If you’ve ever wanted the most barebones, cookie cutter Doctor Who story, here we are.

 

The party arrives in 1966, where the world football cup has just been stolen. After a quick look around, someone shoves a weird envelope into Steven’s hands. It’s a ransom note for the cup, but this story might be more extraterrestrial than it seems.

 

In general, this story seems very uninspired. At times it almost comes across as if it didn’t want to be written. As soon as we go looking for that cup, weird leaps in logic are being made. Like we’re skipping past the story, just so it can be over

 

2 examples make this pretty clear. First, the initial search for the thief. There isn’t one. The Doctor apparently knows what’s going on immediately and steps right into a goldsmith’s shop, where the cup is hidden. This is waved away by there being some kind of radiation on the note.

 

The second comes a bit later. It is discovered that the cup was stolen by the goldsmith, so he could use its parts to help stranded aliens flee to safety. The aliens have escaped a war and are looking for refuge.
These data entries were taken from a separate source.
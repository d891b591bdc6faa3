//! Command-line front-end for `kn-export`.

use std::path::PathBuf;

use clap::Parser;

use crate::config::Config;
use crate::error::{ExportError, Result};
use crate::export::{export_service, ExportMode, ExportOptions};
use crate::output::{render, OutputFormat};
use crate::serving::ServingClient;

const EXAMPLES: &str = "\
Examples:
  # Export a service in YAML format
  kn-export foo -n bar -o yaml

  # Export a service in JSON format
  kn-export foo -n bar -o json

  # Export a service with revisions
  kn-export foo --with-revisions --mode=export -n bar -o json

  # Export services in kubectl friendly format, as a list kind, one service item for each revision
  kn-export foo --with-revisions --mode=replay -n bar -o json";

/// Export a service and its revisions
#[derive(Debug, Parser)]
#[command(name = "kn-export", version, after_help = EXAMPLES)]
pub struct Cli {
    /// Name of the service to export
    #[arg(value_name = "NAME")]
    pub names: Vec<String>,

    /// Namespace of the service
    #[arg(short, long)]
    pub namespace: Option<String>,

    /// Output format
    #[arg(short, long, value_enum)]
    pub output: Option<OutputFormat>,

    /// Export all routed revisions
    #[arg(long)]
    pub with_revisions: bool,

    /// Format for exporting all routed revisions
    #[arg(long, value_enum)]
    pub mode: Option<ExportMode>,

    /// Kubeconfig context to use
    #[arg(long)]
    pub context: Option<String>,

    /// Path to the config file (default: ~/.kn-export/config.toml)
    #[arg(long)]
    pub config: Option<PathBuf>,

    /// Custom data directory for logs and config (default: ~/.kn-export)
    #[arg(long)]
    pub data_dir: Option<PathBuf>,
}

/// A validated export invocation.
#[derive(Debug, Clone, PartialEq, Eq)]
pub struct ExportRequest {
    pub name: String,
    /// `None` defers to the kubeconfig's namespace
    pub namespace: Option<String>,
    pub context: Option<String>,
    pub output: OutputFormat,
    pub options: ExportOptions,
}

impl Cli {
    /// Check the invocation and merge in config defaults.
    ///
    /// Runs before any cluster access so usage errors never cost a request.
    pub fn into_request(self, config: &Config) -> Result<ExportRequest> {
        let [name] = <[String; 1]>::try_from(self.names).map_err(|_| {
            ExportError::usage(
                "'kn service export' requires name of the service as single argument",
            )
        })?;

        let output = self
            .output
            .or(config.output)
            .ok_or_else(|| ExportError::usage("'kn service export' requires output format"))?;

        Ok(ExportRequest {
            name,
            namespace: self.namespace.or_else(|| config.namespace.clone()),
            context: self.context.or_else(|| config.context.clone()),
            output,
            options: ExportOptions {
                with_revisions: self.with_revisions,
                mode: self.mode.unwrap_or(config.mode),
            },
        })
    }
}

/// Fetch, export and render in one go.
pub async fn run_export<C>(client: &C, request: &ExportRequest) -> Result<Vec<u8>>
where
    C: ServingClient + ?Sized,
{
    let service = client.get_service(&request.name).await?;
    let artifact = export_service(client, &service, request.options).await?;
    render(&artifact, request.output)
}
//! Removal of server-managed metadata from exported objects.

use std::collections::BTreeMap;

use crate::serving::{Revision, RevisionTemplateSpec, Service};

/// Annotation keys dropped from service metadata.
pub const IGNORED_SERVICE_ANNOTATIONS: &[&str] = &[
    "serving.knative.dev/creator",
    "serving.knative.dev/lastModifier",
    "kubectl.kubernetes.io/last-applied-configuration",
];

/// Annotation keys dropped from revisions and revision templates.
pub const IGNORED_REVISION_ANNOTATIONS: &[&str] = &[
    "serving.knative.dev/lastPinned",
    "serving.knative.dev/creator",
    "serving.knative.dev/routingStateModified",
    UPDATE_TIMESTAMP_ANNOTATION,
];

/// Label keys dropped from service metadata.
pub const IGNORED_SERVICE_LABELS: &[&str] = &[
    "serving.knative.dev/configurationUID",
    "serving.knative.dev/serviceUID",
];

/// Label keys dropped from revisions and revision templates.
pub const IGNORED_REVISION_LABELS: &[&str] = &[
    "serving.knative.dev/configurationUID",
    "serving.knative.dev/serviceUID",
];

/// Set by the client whenever it updates a service.
pub const UPDATE_TIMESTAMP_ANNOTATION: &str = "client.knative.dev/updateTimestamp";

/// Delete `keys` from `map`; a map left empty becomes `None`.
fn strip_keys(map: &mut Option<BTreeMap<String, String>>, keys: &[&str]) {
    if let Some(entries) = map {
        for key in keys {
            entries.remove(*key);
        }
        if entries.is_empty() {
            *map = None;
        }
    }
}

pub fn sanitize_service(service: &mut Service) {
    strip_keys(
        &mut service.metadata.annotations,
        IGNORED_SERVICE_ANNOTATIONS,
    );
    strip_keys(&mut service.metadata.labels, IGNORED_SERVICE_LABELS);
}

pub fn sanitize_revision(revision: &mut Revision) {
    strip_revision_annotations(revision);
    strip_keys(&mut revision.metadata.labels, IGNORED_REVISION_LABELS);
}

pub fn strip_revision_annotations(revision: &mut Revision) {
    strip_keys(
        &mut revision.metadata.annotations,
        IGNORED_REVISION_ANNOTATIONS,
    );
}

/// Templates are revisions-to-be, so they get the revision deny-lists.
pub fn sanitize_template(template: &mut RevisionTemplateSpec) {
    strip_keys(
        &mut template.metadata.annotations,
        IGNORED_REVISION_ANNOTATIONS,
    );
    strip_template_labels(template);
}

pub fn strip_template_labels(template: &mut RevisionTemplateSpec) {
    strip_keys(&mut template.metadata.labels, IGNORED_REVISION_LABELS);
}
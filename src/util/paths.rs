//! Path utilities for kn-export data directories

use std::path::PathBuf;
use std::sync::OnceLock;

/// Global storage for custom data directory path
static DATA_DIR: OnceLock<PathBuf> = OnceLock::new();

/// Initialize the data directory with an optional custom path.
/// Must be called early in main() before any other path functions are used.
/// If custom_path is None, uses the default ~/.kn-export location.
pub fn init_data_dir(custom_path: Option<PathBuf>) {
    let path = custom_path.unwrap_or_else(default_data_dir);
    if DATA_DIR.set(path.clone()).is_err() {
        let existing = DATA_DIR
            .get()
            .map(|p| p.display().to_string())
            .unwrap_or_else(|| "<unknown>".to_string());
        tracing::debug!(
            path = %path.display(),
            existing = %existing,
            "Data directory already initialized"
        );
    }
}

/// Get the default data directory path (~/.kn-export)
fn default_data_dir() -> PathBuf {
    dirs::home_dir()
        .map(|h| h.join(".kn-export"))
        .unwrap_or_else(|| PathBuf::from(".kn-export"))
}

/// Get the base data directory.
/// Returns the custom path if set via init_data_dir(), otherwise ~/.kn-export
pub fn data_dir() -> PathBuf {
    DATA_DIR.get().cloned().unwrap_or_else(default_data_dir)
}

/// Get the logs directory (~/.kn-export/logs)
pub fn logs_dir() -> PathBuf {
    data_dir().join("logs")
}

/// Get the default log file path (~/.kn-export/logs/kn-export.log)
pub fn log_file_path() -> PathBuf {
    logs_dir().join("kn-export.log")
}

/// Get the config file path (~/.kn-export/config.toml)
pub fn config_path() -> PathBuf {
    data_dir().join("config.toml")
}
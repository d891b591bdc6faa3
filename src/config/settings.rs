use std::fs;
use std::path::Path;

use serde::Deserialize;

use crate::export::ExportMode;
use crate::output::OutputFormat;
use crate::util::paths::config_path;

/// Application configuration
#[derive(Debug, Clone, Default, PartialEq, Eq)]
pub struct Config {
    /// Namespace used when `--namespace` is not given
    pub namespace: Option<String>,
    /// Kubeconfig context used when `--context` is not given
    pub context: Option<String>,
    /// Output format used when `--output` is not given
    pub output: Option<OutputFormat>,
    /// Mode used when `--mode` is not given
    pub mode: ExportMode,
}

/// TOML representation of the config file
#[derive(Debug, Clone, Default, Deserialize)]
#[serde(deny_unknown_fields)]
pub struct TomlConfig {
    pub namespace: Option<String>,
    pub context: Option<String>,
    pub output: Option<OutputFormat>,
    pub mode: Option<ExportMode>,
}

impl Config {
    /// Load from the default config path (~/.kn-export/config.toml).
    pub fn load() -> Self {
        Self::load_from(&config_path())
    }

    /// Load from `path`, falling back to defaults when the file is missing
    /// or unreadable.
    pub fn load_from(path: &Path) -> Self {
        let mut config = Config::default();

        if !path.exists() {
            return config;
        }

        let contents = match fs::read_to_string(path) {
            Ok(contents) => contents,
            Err(e) => {
                tracing::warn!(path = %path.display(), error = %e, "Failed to read config file");
                return config;
            }
        };

        match toml::from_str::<TomlConfig>(&contents) {
            Ok(toml_config) => {
                config.namespace = toml_config.namespace.filter(|ns| !ns.is_empty());
                config.context = toml_config.context.filter(|ctx| !ctx.is_empty());
                config.output = toml_config.output;
                if let Some(mode) = toml_config.mode {
                    config.mode = mode;
                }
            }
            Err(e) => {
                tracing::warn!(path = %path.display(), error = %e, "Ignoring invalid config file");
            }
        }

        config
    }
}
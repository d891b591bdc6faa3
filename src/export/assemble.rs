//! Assembling the two export shapes from a selection.

use crate::export::artifact::{Export, ServiceList};
use crate::export::reconstruct::{export_revision, latest_service, service_from_revision};
use crate::export::select::RevisionSelection;
use crate::serving::Service;

/// Import-mode export. `history` is `None` when revisions were not requested.
pub fn export_for_import(service: &Service, history: Option<&RevisionSelection>) -> Export {
    let (revisions, total) = match history {
        Some(selection) => (
            selection.historical(service).map(export_revision).collect(),
            selection.total(),
        ),
        None => (Vec::new(), 0),
    };

    Export::new(latest_service(service, total > 1), revisions)
}

/// Replay-mode export: one service per routed historical revision, then the
/// latest service last.
pub fn export_for_replay(service: &Service, history: &RevisionSelection) -> ServiceList {
    let mut items: Vec<Service> = history
        .historical(service)
        .map(|revision| service_from_revision(service, revision))
        .collect();
    items.push(latest_service(service, history.total() > 1));

    ServiceList::new(items)
}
The Doctor, of course, is determined to help them out.

 

….And then their gone. As soon as the Doctor says “we will help”, we skip to the end and all is well. I was actually baffled and rewinded, but no. This is it. We focus on some quick aftermath about how the cup was rediscovered and that’s it.

 

It feels like this story is on autopilot. Someone was scrolling Wikipedia, saw that the world cup was stolen in 1966, and realized there wasn’t a Doctor Who story about that yet. And considering it takes place in 1966, we have to use the Doctor belonging to that time period.  So let’s stuff in some aliens, make it a small adventure and call it a day.

 

That’s not even mentioning the problematic undertones you’re not supposed to think about. These aliens are stranded after escaping a war. They escaped in a ship that is literally compared to a small life boat. So the Doctor patches up the lifeboat and sends them on their way. Surely he can do better than that.

 

Imagine coming across a refugee who escaped from a war. He wants to travel far away, but his bike has a flat tire. So you grab your keys, go to your car…. And open the trunk to give the guy some duct tape.

 

That’s what our hero does in this story! Our leading man who we have seen learn kindness and understanding. The bare minimum. It feels incredibly undoctorish. This is what happens when a story isn’t thought out.

 

“This Sporting Life” is the worst kind of short trip. The kind that doesn’t’ care. The kind that feels written to hit a quota. It skips its own story beats with no larger purpose, It has no real message or larger point and it is careless in its portrayal of both the Doctor and its own created characters. The short trips have the biggest opportunity to do something unique and out of the box, but this story instead to go the blandest and most generic route. A waste of time.